L'architecture comme activité intellectuelle

En présence de tout monument, Vitruve commence par lui chercher une caution grecque. S'il n'y parvient pas, ou bien il estompe certaines des particularités les plus saillantes du plan ou de l'élévation, pour le faire entrer dans ses catégories, ou bien il l'élimine de son catalogue. Cette démarche réductrice est particulièrement sensible pour les temples.
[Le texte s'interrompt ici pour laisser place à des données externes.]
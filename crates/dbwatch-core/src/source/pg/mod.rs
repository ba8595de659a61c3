//! PostgreSQL database adapter.
//!
//! Reads statistics views through the synchronous `postgres` client. Every
//! call runs on the tokio blocking pool, so a slow server only ever stalls
//! the job that owns this source.
//!
//! ## Connection lifecycle
//!
//! One `PgSource` (and so one connection) is created per job. The
//! connection is opened lazily on the first call, the server version is
//! read once per (re)connect, and the client is dropped after any failed
//! statement. The next tick reconnects.
//!
//! With IAM authentication the password is a short-lived token read from
//! `auth_token_file` on every connect; the file is expected to be refreshed
//! by an external process.

mod queries;

use std::fmt;
use std::path::PathBuf;
use std::sync::{Arc, Mutex, TryLockError};
use std::time::Duration;

use async_trait::async_trait;
use chrono::{DateTime, Utc};
use native_tls::TlsConnector;
use postgres::error::DbError;
use postgres::{Client, NoTls, Row};
use postgres_native_tls::MakeTlsConnector;
use serde::{Deserialize, Serialize};
use tracing::{debug, info};

use super::{
    ActiveQuery, ColumnDef, DatabaseSource, IndexDef, IndexRanking, IndexStats, SchemaSnapshot,
    Setting, StatementStats, StatusValue, TableDef, TableRanking, TableStats,
};
use crate::error::CollectError;

/// TLS policy for the database connection (libpq `sslmode` subset).
#[derive(Debug, Clone, Copy, Default, PartialEq, Eq, Serialize, Deserialize)]
#[serde(rename_all = "kebab-case")]
pub enum SslMode {
    Disable,
    /// TLS when the server offers it, certificate not verified.
    #[default]
    Prefer,
    /// TLS mandatory, certificate not verified.
    Require,
    /// TLS mandatory, certificate chain and host name verified.
    VerifyFull,
}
Il lui arrive toutefois d'admettre des constructions de type « italique » ou « romain », mais alors il leur impose au préalable un schéma théorique calqué sur celui d'un type d'édifice grec, analogue ou voisin : si le plan régulateur défini au livre V pour le « théâtre romain » n'a jamais pu être appliqué aux exemplaires archéologiques conservés, c'est parce qu'il offre ce caractère arbitraire, qui ne tient compte ni des finalités réelles du monument, ni de la conception des bâtisseurs occidentaux. Ce curieux procédé a même des incidences dans le secteur purement technique des modes de construction : le goût classicisant de Vitruve pour les architectures « probes », où les parements révèlent sans tromperie la structure interne des murs, le conduit à passer sous silence ou à présenter en termes dépréciatifs les pratiques les plus courantes – et les plus riches d'avenir – de son temps, l'opus caementicium et ses revêtements, parmi lesquels la brique cuite.
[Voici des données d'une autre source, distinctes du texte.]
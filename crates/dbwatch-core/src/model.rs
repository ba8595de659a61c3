//! Data model: raw samples produced by collectors, normalized observations
//! shipped to the ingestion service, and the batches that carry them.

use std::collections::BTreeMap;

use chrono::{DateTime, Utc};
use serde::{Deserialize, Serialize};

use crate::error::CollectError;

/// Dimension set attached to samples and observations.
///
/// Ordered so that serialized payloads are deterministic.
pub type Dimensions = BTreeMap<String, String>;

/// How a raw value must be interpreted by the diff engine.
#[derive(Debug, Clone, Copy, PartialEq, Eq)]
pub enum SampleKind {
    /// Cumulative, monotonically non-decreasing while the source lives.
    Counter,
    /// Point-in-time value, passed through unchanged.
    Gauge,
}

/// Unprocessed value read from a source.
#[derive(Debug, Clone, PartialEq)]
pub struct RawSample {
    /// Identity of the entity within one collector (table, query, metric...).
    pub entity_key: String,
    pub metric_name: String,
    pub raw_value: f64,
    pub captured_at: DateTime<Utc>,
    pub kind: SampleKind,
    /// Unit of `raw_value`. Counters are reported as `<unit>/s`.
    pub unit: String,
    pub dimensions: Dimensions,
}

impl RawSample {
    pub fn counter(
        entity_key: impl Into<String>,
        metric_name: impl Into<String>,
        raw_value: f64,
        unit: impl Into<String>,
        captured_at: DateTime<Utc>,
    ) -> Self {
        Self {
            entity_key: entity_key.into(),
            metric_name: metric_name.into(),
            raw_value,
            captured_at,
            kind: SampleKind::Counter,
            unit: unit.into(),
            dimensions: Dimensions::new(),
        }
    }

    pub fn gauge(
        entity_key: impl Into<String>,
        metric_name: impl Into<String>,
        raw_value: f64,
        unit: impl Into<String>,
        captured_at: DateTime<Utc>,
    ) -> Self {
        Self {
            kind: SampleKind::Gauge,
            ..Self::counter(entity_key, metric_name, raw_value, unit, captured_at)
        }
    }

    pub fn with_dimension(mut self, key: impl Into<String>, value: impl Into<String>) -> Self {
        self.dimensions.insert(key.into(), value.into());
        self
    }

    pub fn with_dimensions(mut self, dimensions: &Dimensions) -> Self {
        self.dimensions
            .extend(dimensions.iter().map(|(k, v)| (k.clone(), v.clone())));
        self
    }
}

/// Normalized rate-or-gauge value ready for delivery.
///
/// Fields are private: an observation is never modified after it leaves the
/// builder methods.
#[derive(Debug, Clone, PartialEq, Serialize, Deserialize)]
pub struct Observation {
    metric_name: String,
    value: f64,
    unit: String,
    timestamp: DateTime<Utc>,
    dimensions: Dimensions,
}

impl Observation {
    pub fn new(
        metric_name: impl Into<String>,
        value: f64,
        unit: impl Into<String>,
        timestamp: DateTime<Utc>,
    ) -> Self {
        Self {
            metric_name: metric_name.into(),
            value,
            unit: unit.into(),
            timestamp,
            dimensions: Dimensions::new(),
        }
    }

    pub fn with_dimension(mut self, key: impl Into<String>, value: impl Into<String>) -> Self {
        self.dimensions.insert(key.into(), value.into());
        self
    }

    pub fn with_dimensions(mut self, dimensions: Dimensions) -> Self {
        self.dimensions.extend(dimensions);
        self
    }

    pub fn metric_name(&self) -> &str {
        &self.metric_name
    }

    pub fn value(&self) -> f64 {
        self.value
    }

    pub fn unit(&self) -> &str {
        &self.unit
    }

    pub fn timestamp(&self) -> DateTime<Utc> {
        self.timestamp
    }

    pub fn dimensions(&self) -> &Dimensions {
        &self.dimensions
    }

    pub fn dimension(&self, key: &str) -> Option<&str> {
        self.dimensions.get(key).map(String::as_str)
    }
}

/// What one job tick produced.
///
/// A failed tick carries no observations: partial results are discarded.
#[derive(Debug, Clone, Default)]
pub struct CollectorResult {
    pub observations: Vec<Observation>,
    pub error: Option<CollectError>,
}

impl CollectorResult {
    pub fn success(observations: Vec<Observation>) -> Self {
        Self {
            observations,
            error: None,
        }
    }

    pub fn failure(error: CollectError) -> Self {
        Self {
            observations: Vec::new(),
            error: Some(error),
        }
    }

    pub fn is_success(&self) -> bool {
        self.error.is_none()
    }
}

/// Observations accumulated for one delivery.
#[derive(Debug, Clone)]
pub struct Batch {
    pub seq: u64,
    pub observations: Vec<Observation>,
    pub attempt_count: u32,
    pub created_at: DateTime<Utc>,
}

impl Batch {
    pub fn new(seq: u64, observations: Vec<Observation>) -> Self {
        Self {
            seq,
            observations,
            attempt_count: 0,
            created_at: Utc::now(),
        }
    }

    pub fn len(&self) -> usize {
        self.observations.len()
    }

    pub fn is_empty(&self) -> bool {
        self.observations.is_empty()
    }
}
Par ailleurs, pour éviter une dispersion nuisible à la rigueur normative de l'ensemble, Vitruve procède fréquemment à une sorte de ponctualisation, qui consiste à privilégier une formule parmi d'autres et à la présenter comme seule possible, et donc canonique. Par exemple, le rythme pycnostyle – c'est-à-dire, tout simplement, dense – de la colonnade d'un temple se définit pour lui par un seul rapport, celui de 1,5, entre l'entrecolonnement et le diamètre inférieur du fût. D'une manière générale, il transforme souvent des techniques empiriques de construction ou d'implantation, qui faisaient intervenir, sur la planche à dessin comme sur le chantier, des montages géométriques simples mais efficaces, où le compas et le cordeau jouaient leur rôle, en une série de relations arithmétiques, d'apparence claire et satisfaisante. Peu importe qu'elles se révèlent à l'usage peu exploitables pourvu qu'elles s'intègrent facilement à un développement livresque. Le cas le plus patent est peut-être celui du chapiteau ionique, pour lequel le théoricien fournit les rapports chiffrés entre les différentes composantes verticales, mais omet d'expliquer comment se déterminaient les centres à partir desquels on traçait les volutes.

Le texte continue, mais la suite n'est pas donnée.